Referring back to FIG. 3 the stripper rubbers 26 are facing inward. The seal assembly 25 includes accumulator(s) 70 a and 70 b connected via flow paths 50 a and/or 50 b (and optionally supplied by respective flow paths 50 e and 50 f) in combination with relief valves 60 a and 60 b connected respectively via flow paths 50 c and 50 d as the pressure differential accommodation device in combination with the stripper rubbers 26. By way of example if the differential pressure between P3 and P1 is such that P3 is higher, stripping upward or downward; with the top accumulator 70 a empty; the bottom accumulator 70 b full; as the tool joint 42 enters the chamber 44 via a stripper rubber 42; next, the top accumulator 70 a may take on the volume of fluid displaced by the tool joint 42; if chamber 44 fluid is of sufficiently low pressure, the stripper rubber 26 bleeds/burps. If the chamber 44, P2, develops overpressure beyond a threshold pressure, the bottom relief valve 60 b may open. By way of example if the differential pressure between P3 and P1 is such that P1 is higher, stripping upward or downward; with the top accumulator 70 a full; the bottom accumulator 70 b empty; as the tool joint 42 enters the chamber 44 via a stripper rubber 26; next, the bottom accumulator 70 b may take on the volume of fluid displaced by the tool joint 42; if chamber 44 fluid is of sufficiently low pressure, the stripper rubber 26 bleeds/burps. If the chamber 44, P2, develops overpressure beyond a threshold pressure, the top relief valve 60 a may open.

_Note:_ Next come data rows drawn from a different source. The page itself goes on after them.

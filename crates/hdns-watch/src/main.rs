// # hdns-watch - hdns Terminal Watcher
//
// Keeps live streams to an hdns backend open and logs the current address,
// the managed records and (optionally) resolution results of one record.
//
// This binary is a THIN integration layer: reconnects, backoff, fan-out and
// health detection all live in hdns-core. It only wires the WebSocket
// transport and HTTP probe into the core and renders what comes out.
//
// ## Configuration
//
// All configuration is done via environment variables:
//
// - `HDNS_API_URL`: Base URL of the API (default `http://localhost:8080/api/`)
// - `HDNS_RESOLVE_RECORD`: Record id whose resolution results to watch
// - `HDNS_REFRESH_SECS`: Periodic refresh interval, 10..=300 seconds
// - `HDNS_MAX_RECONNECT_ATTEMPTS`: Reconnect budget per stream (default unlimited)
// - `HDNS_BACKOFF_BASE_MS`: First reconnect delay
// - `HDNS_BACKOFF_MAX_MS`: Upper bound for reconnect delays
// - `HDNS_LOG_LEVEL`: trace, debug, info, warn or error
//
// ## Example
//
// ```bash
// export HDNS_API_URL=https://dns.home.example/api/
// export HDNS_RESOLVE_RECORD=3
// export HDNS_REFRESH_SECS=60
//
// hdns-watch
// ```

use anyhow::{Context, Result};
use hdns_core::endpoint::ApiEndpoint;
use hdns_core::model::{
    Address, ControlMessage, IpFamily, Record, Resolution, ResolutionError,
};
use hdns_core::notify::{NotificationCenter, Severity};
use hdns_core::{
    ClientConfig, ConnectionMonitor, ConnectionState, MessageStream, MonitorEvent, StreamClient,
    StreamError, StreamEvent, StreamHandle,
};
use hdns_probe_http::HttpHealthProbe;
use hdns_transport_ws::WsConnector;
use std::env;
use std::fmt::Display;
use std::process::ExitCode;
use std::str::FromStr;
use std::sync::Arc;
use std::time::{Duration, Instant};
use tokio::sync::{mpsc, oneshot};
use tokio_stream::StreamExt;
use tracing::{Level, debug, error, info, warn};
use tracing_subscriber::FmtSubscriber;

#[cfg(unix)]
use tokio::signal::unix::{SignalKind, signal};

/// Exit codes for different termination scenarios
///
/// These codes follow systemd conventions:
/// - 0: Clean shutdown
/// - 1: Configuration or startup error
/// - 2: Runtime error (unexpected)
#[derive(Debug, Clone, Copy)]
enum WatchExitCode {
    /// Clean shutdown (normal exit)
    CleanShutdown = 0,
    /// Configuration error or startup failure
    ConfigError = 1,
    /// Runtime error (unexpected failure)
    RuntimeError = 2,
}

impl From<WatchExitCode> for ExitCode {
    fn from(code: WatchExitCode) -> Self {
        ExitCode::from(code as u8)
    }
}

/// Application configuration
#[derive(Debug)]
struct Config {
    client: ClientConfig,
    resolve_record: Option<u64>,
    log_level: String,
}

impl Config {
    /// Load configuration from environment variables
    fn from_env() -> Result<Self> {
        Self::from_lookup(|name| env::var(name).ok())
    }

    fn from_lookup<F>(lookup: F) -> Result<Self>
    where
        F: Fn(&str) -> Option<String>,
    {
        let mut client = ClientConfig::default();

        if let Some(url) = lookup("HDNS_API_URL") {
            client.api_url = url;
        }
        if let Some(base) = parse_var(&lookup, "HDNS_BACKOFF_BASE_MS")? {
            client.stream.backoff_base_ms = base;
        }
        if let Some(max) = parse_var(&lookup, "HDNS_BACKOFF_MAX_MS")? {
            client.stream.max_backoff_ms = max;
        }
        client.stream.max_attempts = parse_var(&lookup, "HDNS_MAX_RECONNECT_ATTEMPTS")?;
        client.health.refresh_interval_secs = parse_var(&lookup, "HDNS_REFRESH_SECS")?;

        Ok(Self {
            client,
            resolve_record: parse_var(&lookup, "HDNS_RESOLVE_RECORD")?,
            log_level: lookup("HDNS_LOG_LEVEL").unwrap_or_else(|| "info".to_string()),
        })
    }

    /// Validate the configuration
    fn validate(&self) -> Result<()> {
        self.client.validate()?;

        ApiEndpoint::parse(&self.client.api_url).with_context(|| {
            format!(
                "HDNS_API_URL must be an http(s) or ws(s) URL. Got: {}",
                self.client.api_url
            )
        })?;

        self.level()?;
        Ok(())
    }

    fn level(&self) -> Result<Level> {
        match self.log_level.to_lowercase().as_str() {
            "trace" => Ok(Level::TRACE),
            "debug" => Ok(Level::DEBUG),
            "info" => Ok(Level::INFO),
            "warn" => Ok(Level::WARN),
            "error" => Ok(Level::ERROR),
            _ => anyhow::bail!(
                "HDNS_LOG_LEVEL '{}' is not valid. \
                Valid levels: trace, debug, info, warn, error",
                self.log_level
            ),
        }
    }
}

/// Parse an optional variable; empty values count as unset
fn parse_var<T, F>(lookup: &F, name: &str) -> Result<Option<T>>
where
    T: FromStr,
    T::Err: Display,
    F: Fn(&str) -> Option<String>,
{
    match lookup(name) {
        None => Ok(None),
        Some(raw) if raw.trim().is_empty() => Ok(None),
        Some(raw) => raw
            .trim()
            .parse()
            .map(Some)
            .map_err(|e| anyhow::anyhow!("{} must be a non-negative number. Got '{}': {}", name, raw, e)),
    }
}

fn main() -> ExitCode {
    let config = match Config::from_env() {
        Ok(cfg) => cfg,
        Err(e) => {
            eprintln!("Configuration error: {}", e);
            return WatchExitCode::ConfigError.into();
        }
    };

    if let Err(e) = config.validate() {
        eprintln!("Configuration validation error: {:#}", e);
        return WatchExitCode::ConfigError.into();
    }

    let log_level = config.level().unwrap_or(Level::INFO);
    let subscriber = FmtSubscriber::builder().with_max_level(log_level).finish();

    if let Err(e) = tracing::subscriber::set_global_default(subscriber) {
        eprintln!("Failed to set tracing subscriber: {}", e);
        return WatchExitCode::ConfigError.into();
    }

    info!("Starting hdns-watch");

    // Streams are cooperative; one thread is plenty.
    let rt = match tokio::runtime::Builder::new_current_thread()
        .enable_all()
        .build()
    {
        Ok(runtime) => runtime,
        Err(e) => {
            error!("Failed to create tokio runtime: {}", e);
            return WatchExitCode::RuntimeError.into();
        }
    };

    let result = rt.block_on(async {
        if let Err(e) = run_watch(config).await {
            error!("Watcher error: {:#}", e);
            WatchExitCode::RuntimeError
        } else {
            WatchExitCode::CleanShutdown
        }
    });

    result.into()
}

When the riser pressure is at a pressure higher than wellbore pressure, it may be advantageous to create a constant leak path to account for greater volumes per second of pressure differential accommodation. Such a pressure differential accommodation device in one embodiment (see FIG. 9) may appear as one or more small orifices 80 near the interface of the bearing assembly 46 and the upper stripper rubber 26 a creating a replenishment chamber/path to the chamber 44. In another embodiment (see FIGS. 10-11) it may appear as a notch or groove 90 formed or made through a portion of the upper stripper rubber 26 a. It is to be understood that the embodiments of FIGS. 9-11 have been described as being applicable to the upper stripper rubber 26 a, however they may be equally applicable to the lower stripper rubber 26 b. The embodiments of FIGS. 9-11 may be combined with other pressure differential accommodation device(s).

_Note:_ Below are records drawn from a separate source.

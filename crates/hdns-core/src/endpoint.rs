//! API endpoint derivation
//!
//! The REST base URL is the single source of truth; stream URLs are derived
//! from it by upgrading the scheme to its real-time equivalent.

use crate::error::{Error, Result};
use std::fmt;
use std::str::FromStr;
use url::Url;

/// Stream resource carrying the current address
pub const ADDRESS_STREAM: &str = "stream/address";

/// Stream resource carrying the list of managed records
pub const RECORD_STREAM: &str = "stream/record";

/// Availability endpoint used by health probes
pub const INFO_RESOURCE: &str = "info";

/// Stream resource carrying resolution results for one record
pub fn resolve_stream(record_id: u64) -> String {
    format!("stream/resolve/{}", record_id)
}

/// Base URL of an hdns API
#[derive(Debug, Clone, PartialEq, Eq)]
pub struct ApiEndpoint {
    base: Url,
}

impl ApiEndpoint {
    /// Parse a base URL
    ///
    /// Accepts `http`, `https`, `ws` and `wss`. A trailing slash is added to
    /// the path so that resources are resolved below it.
    pub fn parse(base: &str) -> Result<Self> {
        let mut url = Url::parse(base.trim())?;

        match url.scheme() {
            "http" | "https" | "ws" | "wss" => {}
            other => {
                return Err(Error::invalid_url(format!(
                    "unsupported scheme '{}' in {}",
                    other, base
                )));
            }
        }

        if url.host_str().is_none() {
            return Err(Error::invalid_url(format!("missing host in {}", base)));
        }

        if !url.path().ends_with('/') {
            let path = format!("{}/", url.path());
            url.set_path(&path);
        }
        url.set_query(None);
        url.set_fragment(None);

        Ok(Self { base: url })
    }

    /// The normalized base URL
    pub fn base(&self) -> &Url {
        &self.base
    }

    /// URL of a REST resource below the base
    pub fn http_url(&self, resource: &str) -> Result<Url> {
        let mut url = self.join(resource)?;
        let scheme = match url.scheme() {
            "ws" => Some("http"),
            "wss" => Some("https"),
            _ => None,
        };
        if let Some(scheme) = scheme {
            set_scheme(&mut url, scheme)?;
        }
        Ok(url)
    }

    /// URL of a real-time stream resource below the base
    ///
    /// Query pairs with a `None` value are omitted.
    pub fn stream_url(&self, resource: &str, query: &[(&str, Option<String>)]) -> Result<Url> {
        let mut url = self.join(resource)?;
        let scheme = match url.scheme() {
            "http" => Some("ws"),
            "https" => Some("wss"),
            _ => None,
        };
        if let Some(scheme) = scheme {
            set_scheme(&mut url, scheme)?;
        }

        let present: Vec<(&str, &str)> = query
            .iter()
            .filter_map(|(key, value)| value.as_deref().map(|v| (*key, v)))
            .collect();
        if !present.is_empty() {
            url.query_pairs_mut().extend_pairs(present);
        }

        Ok(url)
    }

    fn join(&self, resource: &str) -> Result<Url> {
        let resource = resource.trim_start_matches('/');
        if resource.is_empty() {
            return Err(Error::invalid_input("resource name cannot be empty"));
        }
        Ok(self.base.join(resource)?)
    }
}

impl FromStr for ApiEndpoint {
    type Err = Error;

    fn from_str(s: &str) -> Result<Self> {
        Self::parse(s)
    }
}

impl fmt::Display for ApiEndpoint {
    fn fmt(&self, f: &mut fmt::Formatter<'_>) -> fmt::Result {
        write!(f, "{}", self.base)
    }
}

fn set_scheme(url: &mut Url, scheme: &str) -> Result<()> {
    url.set_scheme(scheme)
        .map_err(|_| Error::invalid_url(format!("cannot switch {} to {}", url, scheme)))
}

#[cfg(test)]
mod tests {
    use super::*;

    #[test]
    fn upgrades_http_to_ws_and_keeps_host_and_port() {
        let endpoint = ApiEndpoint::parse("http://localhost:8080/api/").unwrap();
        let url = endpoint.stream_url(ADDRESS_STREAM, &[]).unwrap();
        assert_eq!(url.as_str(), "ws://localhost:8080/api/stream/address");
    }

    #[test]
    fn upgrades_https_to_wss() {
        let endpoint = ApiEndpoint::parse("https://dns.example.org/api").unwrap();
        let url = endpoint.stream_url(&resolve_stream(7), &[]).unwrap();
        assert_eq!(url.as_str(), "wss://dns.example.org/api/stream/resolve/7");
    }

    #[test]
    fn omits_absent_query_values() {
        let endpoint = ApiEndpoint::parse("http://10.0.0.2:9000/api/").unwrap();
        let url = endpoint
            .stream_url(
                RECORD_STREAM,
                &[("zone", Some("abc".to_string())), ("token", None)],
            )
            .unwrap();
        assert_eq!(url.as_str(), "ws://10.0.0.2:9000/api/stream/record?zone=abc");

        let bare = endpoint
            .stream_url(RECORD_STREAM, &[("token", None)])
            .unwrap();
        assert_eq!(bare.query(), None);
    }

    #[test]
    fn rest_urls_stay_on_http() {
        let endpoint = ApiEndpoint::parse("ws://localhost:8080/api/").unwrap();
        let url = endpoint.http_url(INFO_RESOURCE).unwrap();
        assert_eq!(url.as_str(), "http://localhost:8080/api/info");
    }

    #[test]
    fn rejects_unsupported_schemes() {
        assert!(ApiEndpoint::parse("ftp://example.org/api/").is_err());
        assert!(ApiEndpoint::parse("not a url").is_err());
    }

    #[test]
    fn rejects_empty_resource() {
        let endpoint = ApiEndpoint::parse("http://localhost:8080/api/").unwrap();
        assert!(endpoint.stream_url("/", &[]).is_err());
    }
}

As implied above the pressure differential accommodation device may need to function according to certain critical timing intervals depending upon displacement volumes, speed of tool joint 42 entering and vacating the chamber 44, etc. Accordingly one of ordinary skill in the art may design a respective seal assembly 25 to accommodate the rate of volume displacement.

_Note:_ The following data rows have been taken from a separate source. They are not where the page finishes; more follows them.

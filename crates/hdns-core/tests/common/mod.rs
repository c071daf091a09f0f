//! Test doubles and common utilities for stream contract tests
//!
//! The doubles stand in for the network: a connector that follows a script
//! of outcomes, a peer handle that plays the server side of each accepted
//! connection, and a probe with scripted results.

#![allow(dead_code)]

use async_trait::async_trait;
use hdns_core::error::{Error, Result, TransportError};
use hdns_core::transport::{Connection, Connector, Frame};
use hdns_core::{ApiEndpoint, HealthProbe, StreamClient, StreamConfig, StreamEvent};
use std::collections::VecDeque;
use std::sync::atomic::{AtomicBool, AtomicUsize, Ordering};
use std::sync::{Arc, Mutex};
use std::time::Duration;
use tokio::sync::mpsc;
use tokio::time::Instant;
use url::Url;

/// Upper bound for waiting on a single event (virtual time)
pub const EVENT_TIMEOUT: Duration = Duration::from_secs(600);

/// Outcome of one connection attempt
#[derive(Debug, Clone)]
pub enum Script {
    /// Open a connection and hand its server side to the test
    Accept,
    /// Fail the attempt
    Refuse(TransportError),
    /// Never complete the attempt
    Stall,
}

/// A connector whose attempts follow a script
///
/// Once the script is used up every further attempt is refused.
pub struct ScriptedConnector {
    script: Mutex<VecDeque<Script>>,
    attempts: AtomicUsize,
    urls: Mutex<Vec<Url>>,
    peers: mpsc::UnboundedSender<MockPeer>,
}

impl ScriptedConnector {
    pub fn new(script: impl IntoIterator<Item = Script>) -> (Arc<Self>, mpsc::UnboundedReceiver<MockPeer>) {
        let (peers, peers_rx) = mpsc::unbounded_channel();
        let connector = Arc::new(Self {
            script: Mutex::new(script.into_iter().collect()),
            attempts: AtomicUsize::new(0),
            urls: Mutex::new(Vec::new()),
            peers,
        });
        (connector, peers_rx)
    }

    /// A connector that refuses every attempt
    pub fn refusing() -> Arc<Self> {
        Self::new([]).0
    }

    /// Number of connection attempts made so far
    pub fn attempts(&self) -> usize {
        self.attempts.load(Ordering::SeqCst)
    }

    /// URLs of every attempt, in order
    pub fn urls(&self) -> Vec<Url> {
        self.urls.lock().unwrap().clone()
    }
}

#[async_trait]
impl Connector for ScriptedConnector {
    async fn connect(&self, url: &Url) -> std::result::Result<Box<dyn Connection>, TransportError> {
        self.attempts.fetch_add(1, Ordering::SeqCst);
        self.urls.lock().unwrap().push(url.clone());

        let step = self.script.lock().unwrap().pop_front();
        match step {
            Some(Script::Accept) => {
                let (conn, peer) = MockConnection::pair();
                let _ = self.peers.send(peer);
                Ok(Box::new(conn))
            }
            Some(Script::Refuse(error)) => Err(error),
            Some(Script::Stall) => std::future::pending().await,
            None => Err(TransportError::Connect("connection refused".to_string())),
        }
    }

    fn transport_name(&self) -> &'static str {
        "scripted"
    }
}

/// Client side of an in-memory connection
pub struct MockConnection {
    sent: mpsc::UnboundedSender<String>,
    frames: mpsc::UnboundedReceiver<std::result::Result<Frame, TransportError>>,
    closed: Arc<AtomicBool>,
}

impl MockConnection {
    pub fn pair() -> (Self, MockPeer) {
        let (sent_tx, sent_rx) = mpsc::unbounded_channel();
        let (frames_tx, frames_rx) = mpsc::unbounded_channel();
        let closed = Arc::new(AtomicBool::new(false));
        (
            Self {
                sent: sent_tx,
                frames: frames_rx,
                closed: Arc::clone(&closed),
            },
            MockPeer {
                sent: sent_rx,
                frames: frames_tx,
                closed,
            },
        )
    }
}

#[async_trait]
impl Connection for MockConnection {
    async fn send_text(&mut self, text: String) -> std::result::Result<(), TransportError> {
        if self.closed.load(Ordering::SeqCst) {
            return Err(TransportError::Io("connection closed".to_string()));
        }
        self.sent
            .send(text)
            .map_err(|_| TransportError::Io("peer gone".to_string()))
    }

    async fn recv(&mut self) -> Option<std::result::Result<Frame, TransportError>> {
        self.frames.recv().await
    }

    async fn close(&mut self) {
        self.closed.store(true, Ordering::SeqCst);
    }
}

/// Server side of an accepted connection
///
/// Dropping the peer ends the connection from the server side.
pub struct MockPeer {
    pub sent: mpsc::UnboundedReceiver<String>,
    frames: mpsc::UnboundedSender<std::result::Result<Frame, TransportError>>,
    closed: Arc<AtomicBool>,
}

impl MockPeer {
    pub fn push_text(&self, text: &str) {
        let _ = self.frames.send(Ok(Frame::Text(text.to_string())));
    }

    pub fn push_json(&self, value: serde_json::Value) {
        self.push_text(&value.to_string());
    }

    pub fn close_with(&self, code: u16, reason: &str) {
        let _ = self.frames.send(Ok(Frame::Close {
            code: Some(code),
            reason: reason.to_string(),
        }));
    }

    pub fn fail(&self, error: TransportError) {
        let _ = self.frames.send(Err(error));
    }

    /// Whether the client closed its side
    pub fn is_closed(&self) -> bool {
        self.closed.load(Ordering::SeqCst)
    }

    /// Next message the client wrote
    pub async fn next_sent(&mut self) -> String {
        tokio::time::timeout(EVENT_TIMEOUT, self.sent.recv())
            .await
            .expect("timed out waiting for a client message")
            .expect("connection dropped before the client sent anything")
    }
}

/// Wait for the next accepted connection
pub async fn next_peer(peers: &mut mpsc::UnboundedReceiver<MockPeer>) -> MockPeer {
    tokio::time::timeout(EVENT_TIMEOUT, peers.recv())
        .await
        .expect("timed out waiting for a connection")
        .expect("connector dropped")
}

/// Stream configuration without jitter, so delays are exact
pub fn exact_config(max_attempts: Option<u32>) -> StreamConfig {
    StreamConfig {
        jitter_ms: 0,
        max_attempts,
        ..Default::default()
    }
}

pub fn client(connector: Arc<ScriptedConnector>, config: StreamConfig) -> StreamClient {
    StreamClient::new(
        connector,
        ApiEndpoint::parse("http://hdns.test:8080/api/").unwrap(),
        config,
    )
    .unwrap()
}

pub async fn next_event(events: &mut mpsc::Receiver<StreamEvent>) -> StreamEvent {
    tokio::time::timeout(EVENT_TIMEOUT, events.recv())
        .await
        .expect("timed out waiting for a stream event")
        .expect("event channel closed")
}

/// Skip events until one matches `predicate`
pub async fn wait_for<F>(events: &mut mpsc::Receiver<StreamEvent>, mut predicate: F) -> StreamEvent
where
    F: FnMut(&StreamEvent) -> bool,
{
    loop {
        let event = next_event(events).await;
        if predicate(&event) {
            return event;
        }
    }
}

/// Collect every remaining event until the lifecycle task ends
pub async fn drain(events: &mut mpsc::Receiver<StreamEvent>) -> Vec<StreamEvent> {
    let mut collected = Vec::new();
    loop {
        match tokio::time::timeout(EVENT_TIMEOUT, events.recv()).await {
            Ok(Some(event)) => collected.push(event),
            Ok(None) => return collected,
            Err(_) => panic!("lifecycle task did not stop; events so far: {:?}", collected),
        }
    }
}

/// A health probe with scripted results
///
/// Pops one result per call; once the script is used up every call returns
/// `fallback`. A stalled probe never answers.
pub struct ScriptedProbe {
    results: Mutex<VecDeque<bool>>,
    fallback: AtomicBool,
    stall: AtomicBool,
    calls: Mutex<Vec<Instant>>,
}

impl ScriptedProbe {
    pub fn new(results: impl IntoIterator<Item = bool>, fallback: bool) -> Arc<Self> {
        Arc::new(Self {
            results: Mutex::new(results.into_iter().collect()),
            fallback: AtomicBool::new(fallback),
            stall: AtomicBool::new(false),
            calls: Mutex::new(Vec::new()),
        })
    }

    pub fn stalled() -> Arc<Self> {
        let probe = Self::new([], true);
        probe.stall.store(true, Ordering::SeqCst);
        probe
    }

    pub fn call_count(&self) -> usize {
        self.calls.lock().unwrap().len()
    }

    /// Spacing between consecutive probe calls
    pub fn gaps(&self) -> Vec<Duration> {
        let calls = self.calls.lock().unwrap();
        calls.windows(2).map(|pair| pair[1] - pair[0]).collect()
    }
}

#[async_trait]
impl HealthProbe for ScriptedProbe {
    async fn probe(&self) -> Result<()> {
        self.calls.lock().unwrap().push(Instant::now());
        if self.stall.load(Ordering::SeqCst) {
            std::future::pending::<()>().await;
        }

        let scripted = self.results.lock().unwrap().pop_front();
        if scripted.unwrap_or_else(|| self.fallback.load(Ordering::SeqCst)) {
            Ok(())
        } else {
            Err(Error::probe("api unavailable"))
        }
    }
}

It is to be understood that the bearing assembly 46 has been discussed above as appearing intermediate the upper stripper rubber 26 a and the lower stripper rubber 26 b. However, it is to be understood that in other embodiments, somewhat as represented in various figures of the drawings, the bearing assembly(ies) 46 may not appear intermediate and may appear above and/or below the respective upper stripper rubber 26 a and the lower stripper rubber 26 b.
The RCD 24 may have any number of elements which seal against a tubular 35 inserted through its interior. These seal elements 12 may include one or more passive seals or stripper rubbers 26. These seal elements 12 may include one or more active seals. These seal elements 12 may include only passive seals (stripper rubbers) or only active seals. In embodiments including more than one passive seal (stripper rubber), the stripper rubbers 26 may be arranged such that multiple stripper rubbers are stacked to provide contingency pressure sealing from below and/or from above. For example, two stripper rubbers 26 may be arranged to provide pressure sealing from below, and a third stripper rubber 26 arranged to provide pressure sealing from above. Any other combination and arrangement of such seals are contemplated.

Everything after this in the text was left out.